En tout cas très intéressant à écouter.
Pour commencer par ce qui fâche je suis un peu irrité
de ne pas pouvoir écrire qu’il s’agit d’un
très bon disque, tant je pense que certains choix de mixage,
de production ou de marketing ( Faut-il faire de l’original
à tout prix ?) nuisent aux qualités indéniables
de la plupart des morceaux.
Les compositions sont solides, les mélodies subtiles et
servies par une très belle voix (quand elle n’est pas
trop trafiquée ou doublée par une voix distordue)
et un jeu de guitare nettement au dessus de la moyenne.
Le coté expérimental, un peu potache (travail sur
les sons, déconstructions rythmiques et mélodiques)
ajoute un intérêt supplémentaire, quand il arrive
à rester au service du morceau et ne pas cannibaliser l’émotion.
La reprise de "Fade to grey"
de Visage en est une assez bonne illustration
: la transposition du morceau est assez convaincante et aurait pu
emporter bien des suffrages sans le coté un peu trop systématiquement
décalé des arrangements.
Oslo Telescopic ne ressemble pas vraiment
à un groupe, mais à plusieurs, peut-être est-ce
à cause de leur mode de travail . (Ils habiteraient dans
des pays différents et ne se verraient que très rarement).
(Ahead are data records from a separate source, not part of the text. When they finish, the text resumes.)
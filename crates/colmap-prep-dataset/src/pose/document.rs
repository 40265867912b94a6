use std::{fs::File, io::BufReader, path::Path};

use serde_json::Value;

use super::{NumberFormat, PoseBatch, PoseError, PoseRecord, Position, SkippedEntry};

/// Minimum number of fields of a positional pose entry.
const MIN_POSE_FIELDS: usize = 7;

/// Read a structured pose document.
///
/// The document is a JSON object whose `poses` key holds the list of entries.
/// An entry is either a numeric list of at least 7 fields with x, y, z at positions
/// 4, 5 and 6, or an object with optional `x`, `y` and `z` keys defaulting to 0.
/// Integer coordinates are recorded as such and written back without a fraction.
/// The image of entry `i` is named `<i>.<image_extension>`.
///
/// Malformed entries are skipped, the batch reports one [`SkippedEntry`] each and
/// the following entries keep their own index.
///
/// # Arguments
///
/// * `path` - The path to the JSON document.
/// * `image_extension` - Extension of the synthesized image names, without the dot.
pub fn read_pose_document(
    path: impl AsRef<Path>,
    image_extension: &str,
) -> Result<PoseBatch, PoseError> {
    let path = path.as_ref();
    if !path.is_file() {
        return Err(PoseError::SourceNotFound(path.to_path_buf()));
    }

    let document: Value = serde_json::from_reader(BufReader::new(File::open(path)?))?;
    let Some(poses) = document.get("poses").and_then(Value::as_array) else {
        return Err(PoseError::MissingPoses(path.to_path_buf()));
    };

    let mut batch = PoseBatch::default();
    for (index, entry) in poses.iter().enumerate() {
        match parse_pose_entry(entry) {
            Ok((position, formats)) => batch.records.push(
                PoseRecord::new(format!("{}.{}", index, image_extension), position)
                    .with_formats(formats),
            ),
            Err(reason) => {
                log::warn!("Invalid position format for entry {} in poses: {}", index, reason);
                batch.skipped.push(SkippedEntry { index, reason });
            }
        }
    }

    Ok(batch)
}

type Coordinate = (f64, NumberFormat);

fn parse_pose_entry(entry: &Value) -> Result<(Position, [NumberFormat; 3]), String> {
    let axes = match entry {
        Value::Array(fields) if fields.len() >= MIN_POSE_FIELDS => [
            numeric_field(&fields[4], "4")?,
            numeric_field(&fields[5], "5")?,
            numeric_field(&fields[6], "6")?,
        ],
        Value::Array(fields) => {
            return Err(format!(
                "expected at least {} fields, got {}",
                MIN_POSE_FIELDS,
                fields.len()
            ))
        }
        Value::Object(map) => {
            let axis = |key: &str| {
                map.get(key)
                    .map_or(Ok((0.0, NumberFormat::Integer)), |v| numeric_field(v, key))
            };
            [axis("x")?, axis("y")?, axis("z")?]
        }
        other => return Err(format!("unsupported entry {}", other)),
    };

    let [(x, fx), (y, fy), (z, fz)] = axes;
    Ok((Position { x, y, z }, [fx, fy, fz]))
}

fn numeric_field(value: &Value, field: &str) -> Result<Coordinate, String> {
    let Value::Number(number) = value else {
        return Err(format!("field {} is not a number: {}", field, value));
    };
    let format = if number.is_f64() {
        NumberFormat::Real
    } else {
        NumberFormat::Integer
    };
    number
        .as_f64()
        .map(|v| (v, format))
        .ok_or_else(|| format!("field {} is not representable: {}", field, number))
}
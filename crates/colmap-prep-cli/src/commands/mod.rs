mod campose;
mod images;
mod masks;

pub use campose::ExportCamposeArgs;
pub use images::{ConvertImagesArgs, ConvertMasksArgs, InvertMasksArgs};
pub use masks::MatchMasksArgs;
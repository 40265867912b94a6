use std::fmt;

use serde::{Deserialize, Serialize};

/// A 3D camera position.
#[derive(Debug, Clone, Copy, Default, PartialEq, Serialize, Deserialize)]
pub struct Position {
    /// x coordinate
    pub x: f64,
    /// y coordinate
    pub y: f64,
    /// z coordinate
    pub z: f64,
}

/// Camera orientation as logged by the capture device.
#[derive(Debug, Clone, Copy, Default, PartialEq, Serialize, Deserialize)]
pub struct Orientation {
    /// roll angle
    pub roll: f64,
    /// pitch angle
    pub pitch: f64,
    /// yaw angle
    pub yaw: f64,
}

/// Camera velocity as logged by the capture device.
#[derive(Debug, Clone, Copy, Default, PartialEq, Serialize, Deserialize)]
pub struct Velocity {
    /// velocity along x
    pub x: f64,
    /// velocity along y
    pub y: f64,
    /// velocity along z
    pub z: f64,
}

/// How a coordinate was written in its source, integers are written back without
/// a fractional part.
#[derive(Debug, Clone, Copy, Default, PartialEq, Eq, Serialize, Deserialize)]
#[serde(rename_all = "snake_case")]
pub enum NumberFormat {
    /// A floating point literal, e.g. `4.0` or `1e-05`.
    #[default]
    Real,
    /// An integer literal, e.g. `4`.
    Integer,
}

impl NumberFormat {
    /// Classify a numeric token.
    pub fn of_token(token: &str) -> Self {
        if token.parse::<i64>().is_ok() {
            Self::Integer
        } else {
            Self::Real
        }
    }
}

/// Write a coordinate the way it reads in a campose file.
///
/// Reals use the shortest round-trip digits, with a trailing `.0` for integral
/// values and a signed two-digit exponent outside `[1e-4, 1e16)`.
fn format_coordinate(value: f64, format: NumberFormat) -> String {
    if value.is_nan() {
        return "nan".to_string();
    }
    if value.is_infinite() {
        return if value > 0.0 { "inf" } else { "-inf" }.to_string();
    }
    if format == NumberFormat::Integer && value.fract() == 0.0 {
        return format!("{:.0}", value);
    }

    let repr = format!("{:?}", value);
    match repr.split_once('e') {
        Some((mantissa, exponent)) => {
            let (sign, digits) = match exponent.strip_prefix('-') {
                Some(digits) => ('-', digits),
                None => ('+', exponent),
            };
            format!("{}e{}{:0>2}", mantissa, sign, digits)
        }
        None => repr,
    }
}

/// One captured frame: the image it belongs to and where it was taken.
///
/// Orientation and velocity are kept when the source provides them but are not
/// part of the campose output.
#[derive(Debug, Clone, PartialEq)]
pub struct PoseRecord {
    /// File name of the associated image.
    pub image_name: String,
    /// Camera position.
    pub position: Position,
    /// Camera orientation, if the source has one.
    pub orientation: Option<Orientation>,
    /// Camera velocity, if the source has one.
    pub velocity: Option<Velocity>,
    /// Source format of x, y and z.
    pub formats: [NumberFormat; 3],
}

impl PoseRecord {
    /// Create a record with a position only.
    pub fn new(image_name: impl Into<String>, position: Position) -> Self {
        Self {
            image_name: image_name.into(),
            position,
            orientation: None,
            velocity: None,
            formats: [NumberFormat::Real; 3],
        }
    }

    /// Set the source format of x, y and z.
    pub fn with_formats(mut self, formats: [NumberFormat; 3]) -> Self {
        self.formats = formats;
        self
    }
}

/// A line of the campose file: `<image_name> <x> <y> <z>`.
#[derive(Debug, Clone, PartialEq)]
pub struct CamposeLine {
    /// Image file name.
    pub image_name: String,
    /// Camera position.
    pub position: Position,
    /// Format of x, y and z.
    pub formats: [NumberFormat; 3],
}

impl From<&PoseRecord> for CamposeLine {
    fn from(record: &PoseRecord) -> Self {
        Self {
            image_name: record.image_name.clone(),
            position: record.position,
            formats: record.formats,
        }
    }
}

impl fmt::Display for CamposeLine {
    fn fmt(&self, f: &mut fmt::Formatter<'_>) -> fmt::Result {
        let [fx, fy, fz] = self.formats;
        write!(
            f,
            "{} {} {} {}",
            self.image_name,
            format_coordinate(self.position.x, fx),
            format_coordinate(self.position.y, fy),
            format_coordinate(self.position.z, fz)
        )
    }
}

/// Template of the image names synthesized for sources without a file name field.
///
/// The default renders `img000042_0_0.png` for index 42.
#[derive(Debug, Clone, PartialEq, Eq, Serialize, Deserialize)]
#[serde(default)]
pub struct ImageNameTemplate {
    /// Text before the index.
    pub prefix: String,
    /// Zero padded width of the index.
    pub width: usize,
    /// Text between the index and the extension.
    pub suffix: String,
    /// Extension, without the dot.
    pub extension: String,
}

impl Default for ImageNameTemplate {
    fn default() -> Self {
        Self {
            prefix: "img".to_string(),
            width: 6,
            suffix: "_0_0".to_string(),
            extension: "png".to_string(),
        }
    }
}

impl ImageNameTemplate {
    /// Render the image name of the record at `index` (0-based).
    pub fn render(&self, index: usize) -> String {
        format!(
            "{}{:0width$}{}.{}",
            self.prefix,
            index,
            self.suffix,
            self.extension,
            width = self.width
        )
    }
}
L’unité de l’album repose essentiellement sur
la façon dont les sons sont travaillés et mixés,
enveloppant dans une ambiance assez "cold" des morceaux
variés en termes de couleurs et de rythmes.
Certains de rapprochent de Gorillaz,
d’autres font penser à des groupes beaucoup plus anciens,
tels qu’ Art of Noise pour le
coté expérimental, les Shadows
(Si si) pour la guitare, enfin et surtout à Bauhaus
et Love and Rockets. C’est sur
ces derniers morceaux, plus dépouillés, que la voix
du chanteur peut vraiment être appréciée à
sa juste mesure.
Donc un bon disque, vraiment pas loin du très bon.